Brain Nucleic Acid Delivery and Genome Editing via Focused Ultrasound-Mediated Blood–Brain Barrier Opening and Long-Circulating Nanoparticles
Gijung Kwak, Angad Grewal, Hasan Slika, Griffin Mess, Haolin Li, Mohit Kwatra, Alexandros Poulopoulos, Graeme F. Woodworth, Charles G. Eberhart, Han Seok Ko, Amir Manbachi, Justin M. Caplan, Richard J. Price, Betty Tyler, Jung Soo Suk
Abstract
We introduce a two-pronged strategy comprising focused ultrasound (FUS)-mediated blood-brain barrier (BBB) opening and long-circulating biodegradable nanoparticles (NPs) for systemic delivery of nucleic acids to the brain.
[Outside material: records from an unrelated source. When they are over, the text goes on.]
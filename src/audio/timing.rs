// Audio clock backed by the number of frames rendered by the output callback

use std::sync::Arc;
use std::sync::atomic::{AtomicU64, Ordering};

/// Shared frame counter turning rendered frames into audio clock seconds
///
/// The audio callback advances the counter after each buffer; the scheduler
/// thread reads it. Resolution is one frame, the clock only moves while the
/// stream is running.
#[derive(Clone, Debug)]
pub struct AudioTiming {
    /// Frames rendered so far (incremented by audio callback)
    sample_position: Arc<AtomicU64>,
    sample_rate: f64,
}

impl AudioTiming {
    pub fn new(sample_rate: f32) -> Self {
        Self {
            sample_position: Arc::new(AtomicU64::new(0)),
            sample_rate: sample_rate as f64,
        }
    }

    /// Frame index of the next frame the callback will render
    pub fn current_sample(&self) -> u64 {
        self.sample_position.load(Ordering::Acquire)
    }

    /// Advance frame position (called from audio callback)
    pub fn advance(&self, frames: usize) {
        self.sample_position
            .fetch_add(frames as u64, Ordering::Release);
    }

    /// Current audio clock time in seconds
    pub fn now_seconds(&self) -> f64 {
        self.samples_to_seconds(self.current_sample())
    }

    pub fn samples_to_seconds(&self, samples: u64) -> f64 {
        samples as f64 / self.sample_rate
    }

    /// Frame index at which a clock time falls (rounded to nearest frame)
    pub fn seconds_to_samples(&self, seconds: f64) -> u64 {
        if seconds <= 0.0 {
            return 0;
        }
        (seconds * self.sample_rate).round() as u64
    }

    pub fn sample_rate(&self) -> f32 {
        self.sample_rate as f32
    }
}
Biodegradable poly(β-amino ester) polymer-based NPs were engineered to stably package various types of nucleic acid payloads and enable prolonged systemic circulation while retaining excellent serum stability. FUS was applied to a predetermined coordinate within the brain to transiently open the BBB, thereby allowing the systemically administered long-circulating NPs to traverse the BBB and accumulate in the FUS-treated brain region, where plasmid DNA or mRNA payloads produced reporter proteins in astrocytes and neurons. In contrast, poorly circulating and/or serum-unstable NPs, including the lipid NP analogous to a platform used in clinic, were unable to provide efficient nucleic acid delivery to the brain regardless of the BBB-opening FUS. The marriage of FUS-mediated BBB opening and the long-circulating NPs engineered to copackage mRNA encoding CRISPR-associated protein 9 and single-guide RNA resulted in genome editing in astrocytes and neurons precisely in the FUS-treated brain region. The combined delivery strategy provides a versatile means to achieve efficient and site-specific therapeutic nucleic acid delivery to and genome editing in the brain via a systemic route.